Once I’m done, I will sometimes go back to the call room and do squats or lunges. I try to keep my lungs strong. It’s hard not to think about it because I’ve had severe asthma since I was a kid.

I use an inhaler twice a day. I am very in tune with my breathing, and each time I get sick, the first symptom is that I start to breathe. My whole family used to say to me, “Why are you volunteering for this?” What are you doing? My father and brother got a bunch of tools and built a Plexiglas intubation box based on a Taiwanese model. It rests above the patient’s face, like a shield to reduce your exposure. I haven’t been able to use it yet, but they are worried. They are trying to protect me.

Last week, I called to tell them about my end-of-life wishes. Then I sent them an email, just in case. I said, “If I’m going to be intubated, that’s fine. But if I suffer from liver and kidney failure, and if I have a cognitive impairment at that time, and if you can say that my body is failing and that I will not become again what I am … “Well . It was a difficult conversation. But I know how this virus can disappear.

Every night I try to go around with the ICU doctors to check on the patients I intubated. They are not allowed to have family or visitors. I’m not a religious person, but I like to sit outside for a minute and think about them and what they are going through. I’m trying to think of something positive – a positive expectation. Most of the time, they are oblivious to the vent, but every day for an hour or two, they receive what we call a sedation vacation, which means that we lower their medication so that we can check their level of consciousness basic and see how they do it by themselves. In other words, for a little while they might wake up.
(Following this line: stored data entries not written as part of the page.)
use serde::{Deserialize, Serialize};

use crate::complex::Complex;

/// Signature of a single iteration step: `step(z, k, e)` where `k` is the
/// additive constant (the pixel coordinate for Mandelbrot-style types, the
/// fixed fractal constant for Julia-style types) and `e` the exponent for
/// Multi* families (ignored by the quadratic ones).
pub type StepFn = fn(Complex, Complex, u32) -> Complex;

/// The closed catalog of escape-time formulas.
///
/// Six base formulas, each in a Mandelbrot-style and a Julia-style variant.
/// The step function is resolved once per render run via [`step_fn`](Self::step_fn),
/// never looked up per pixel.
#[derive(Debug, Clone, Copy, PartialEq, Eq, Serialize, Deserialize)]
pub enum FractalType {
    /// `z² + c`
    Mandelbrot,
    Julia,
    /// `zᵉ + c`
    Multibrot,
    Multijulia,
    /// `conj(z)² + c`
    Tricorn,
    TricornJulia,
    /// `conj(z)ᵉ + c`
    Multicorn,
    MulticornJulia,
    /// `(|re z|, |im z|)² + c`
    BurningShip,
    BurningShipJulia,
    /// `(|re z|, |im z|)ᵉ + c`
    Multiship,
    MultishipJulia,
}

fn step_square(z: Complex, k: Complex, _e: u32) -> Complex {
    z * z + k
}

fn step_power(z: Complex, k: Complex, e: u32) -> Complex {
    z.powi(e) + k
}

fn step_conj_square(z: Complex, k: Complex, _e: u32) -> Complex {
    let w = z.conj();
    w * w + k
}

fn step_conj_power(z: Complex, k: Complex, e: u32) -> Complex {
    z.conj().powi(e) + k
}

fn step_ship_square(z: Complex, k: Complex, _e: u32) -> Complex {
    let w = z.abs_parts();
    w * w + k
}

fn step_ship_power(z: Complex, k: Complex, e: u32) -> Complex {
    z.abs_parts().powi(e) + k
}

impl FractalType {
    /// Every variant, in display order.
    pub const ALL: [Self; 12] = [
        Self::Mandelbrot,
        Self::Julia,
        Self::Multibrot,
        Self::Multijulia,
        Self::Tricorn,
        Self::TricornJulia,
        Self::Multicorn,
        Self::MulticornJulia,
        Self::BurningShip,
        Self::BurningShipJulia,
        Self::Multiship,
        Self::MultishipJulia,
    ];

    pub fn label(self) -> &'static str {
        match self {
            Self::Mandelbrot => "Mandelbrot",
            Self::Julia => "Julia",
            Self::Multibrot => "Multibrot",
            Self::Multijulia => "Multijulia",
            Self::Tricorn => "Tricorn",
            Self::TricornJulia => "Tricorn Julia",
            Self::Multicorn => "Multicorn",
            Self::MulticornJulia => "Multicorn Julia",
            Self::BurningShip => "Burning Ship",
            Self::BurningShipJulia => "Burning Ship Julia",
            Self::Multiship => "Multiship",
            Self::MultishipJulia => "Multiship Julia",
        }
    }

    /// Whether the formula raises to a user-supplied exponent.
    pub fn requires_exponent(self) -> bool {
        matches!(
            self,
            Self::Multibrot
                | Self::Multijulia
                | Self::Multicorn
                | Self::MulticornJulia
                | Self::Multiship
                | Self::MultishipJulia
        )
    }

    /// Whether iteration starts from the pixel coordinate with a fixed
    /// constant `c` (Julia-style) rather than from `z₀ = 0`.
    pub fn requires_julia_constant(self) -> bool {
        self.is_julia()
    }

    /// `true` for the Julia-style half of the catalog.
    pub fn is_julia(self) -> bool {
        matches!(
            self,
            Self::Julia
                | Self::Multijulia
                | Self::TricornJulia
                | Self::MulticornJulia
                | Self::BurningShipJulia
                | Self::MultishipJulia
        )
    }

    /// The Julia-style counterpart of a Mandelbrot-style type.
    pub fn julia_equivalent(self) -> Option<Self> {
        match self {
            Self::Mandelbrot => Some(Self::Julia),
            Self::Multibrot => Some(Self::Multijulia),
            Self::Tricorn => Some(Self::TricornJulia),
            Self::Multicorn => Some(Self::MulticornJulia),
            Self::BurningShip => Some(Self::BurningShipJulia),
            Self::Multiship => Some(Self::MultishipJulia),
            _ => None,
        }
    }

    /// The Mandelbrot-style counterpart of a Julia-style type.
    pub fn mandelbrot_equivalent(self) -> Option<Self> {
        match self {
            Self::Julia => Some(Self::Mandelbrot),
            Self::Multijulia => Some(Self::Multibrot),
            Self::TricornJulia => Some(Self::Tricorn),
            Self::MulticornJulia => Some(Self::Multicorn),
            Self::BurningShipJulia => Some(Self::BurningShip),
            Self::MultishipJulia => Some(Self::Multiship),
            _ => None,
        }
    }

    /// Resolve the per-step transform for this type.
    pub fn step_fn(self) -> StepFn {
        match self {
            Self::Mandelbrot | Self::Julia => step_square,
            Self::Multibrot | Self::Multijulia => step_power,
            Self::Tricorn | Self::TricornJulia => step_conj_square,
            Self::Multicorn | Self::MulticornJulia => step_conj_power,
            Self::BurningShip | Self::BurningShipJulia => step_ship_square,
            Self::Multiship | Self::MultishipJulia => step_ship_power,
        }
    }

    /// The escape power `P` used as the smoothing base: the exponent for
    /// Multi* families, 2 for the quadratic ones.
    pub fn escape_power(self, exponent: Option<u32>) -> f64 {
        if self.requires_exponent() {
            exponent.unwrap_or(2).max(2) as f64
        } else {
            2.0
        }
    }
}

#[cfg(test)]
mod tests {
    use super::*;

    #[test]
    fn julia_and_mandelbrot_equivalents_are_inverse() {
        for ty in FractalType::ALL {
            if let Some(j) = ty.julia_equivalent() {
                assert_eq!(j.mandelbrot_equivalent(), Some(ty));
                assert!(j.is_julia());
            }
            if let Some(m) = ty.mandelbrot_equivalent() {
                assert_eq!(m.julia_equivalent(), Some(ty));
                assert!(!m.is_julia());
            }
        }
    }

    #[test]
    fn exactly_half_the_catalog_is_julia_style() {
        let julia_count = FractalType::ALL.iter().filter(|t| t.is_julia()).count();
        assert_eq!(julia_count, 6);
    }

    #[test]
    fn exponent_requirement_matches_pairs() {
        for ty in FractalType::ALL {
            if let Some(j) = ty.julia_equivalent() {
                assert_eq!(ty.requires_exponent(), j.requires_exponent());
            }
        }
    }

    #[test]
    fn mandelbrot_step() {
        let z = Complex::new(1.0, 1.0);
        let k = Complex::new(0.5, -0.5);
        let step = FractalType::Mandelbrot.step_fn();
        // (1+i)² = 2i, plus k.
        let r = step(z, k, 0);
        assert!((r.re - 0.5).abs() < 1e-12);
        assert!((r.im - 1.5).abs() < 1e-12);
    }

    #[test]
    fn tricorn_step_conjugates_before_squaring() {
        let z = Complex::new(1.0, 1.0);
        let step = FractalType::Tricorn.step_fn();
        // conj(1+i)² = (1-i)² = -2i
        let r = step(z, Complex::ZERO, 0);
        assert!(r.re.abs() < 1e-12);
        assert!((r.im + 2.0).abs() < 1e-12);
    }

    #[test]
    fn ship_step_folds_signs() {
        let step = FractalType::BurningShip.step_fn();
        let a = step(Complex::new(-1.0, -1.0), Complex::ZERO, 0);
        let b = step(Complex::new(1.0, 1.0), Complex::ZERO, 0);
        assert_eq!(a, b, "the fold makes sign combinations equivalent");
    }

    #[test]
    fn multibrot_cubic_step() {
        let step = FractalType::Multibrot.step_fn();
        // (1+i)³ = -2+2i
        let r = step(Complex::new(1.0, 1.0), Complex::ZERO, 3);
        assert!((r.re + 2.0).abs() < 1e-12);
        assert!((r.im - 2.0).abs() < 1e-12);
    }

    #[test]
    fn escape_power_defaults_to_two() {
        assert_eq!(FractalType::Mandelbrot.escape_power(None), 2.0);
        assert_eq!(FractalType::Multibrot.escape_power(Some(5)), 5.0);
        assert_eq!(FractalType::MultishipJulia.escape_power(Some(3)), 3.0);
    }
}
They cannot speak with the tube, but I saw a few patients before I wrote messages on a piece of paper. “Wind? “Or:” Surgery? Or: “How much longer? “

Usually, before that, patients were ventilated for three to five days. We now see 14 to 21. Most of these people suffer from acute respiratory distress syndrome. There is inflammation, scar tissue, and a build-up of fluid in the lungs, so oxygen cannot diffuse easily. No matter how much oxygen you give them, it can’t get through. It’s never enough. Organs are very sensitive to low oxygen levels. First come kidney failure, then liver failure, then brain tissue is compromised. The immune systems stop working. There is a look that most people have, called mottling, where the skin becomes red and uneven when there are only a few hours left. We have a few at this point. Some have been converted to “do not rise again”.

Between intubations, I’m going to sit in my call room and watch the monitors. I can see all the vital signs of the patients and see how they are doing. We have had some success. A young patient came out of the vent earlier this week and has just been sent home. The staff at this hospital are incredible. Even so, it usually goes the other way. I’m looking at the monitor right now, and there is a patient who is not going to stay overnight. Three others tip over to the edge.

It’s a feeling of helplessness, watching someone die. The oxygen level goes down, the heart rate goes down, the blood pressure goes down. These patients die on the ventilator, and sometimes when they remove the body, the tube is still in the airways.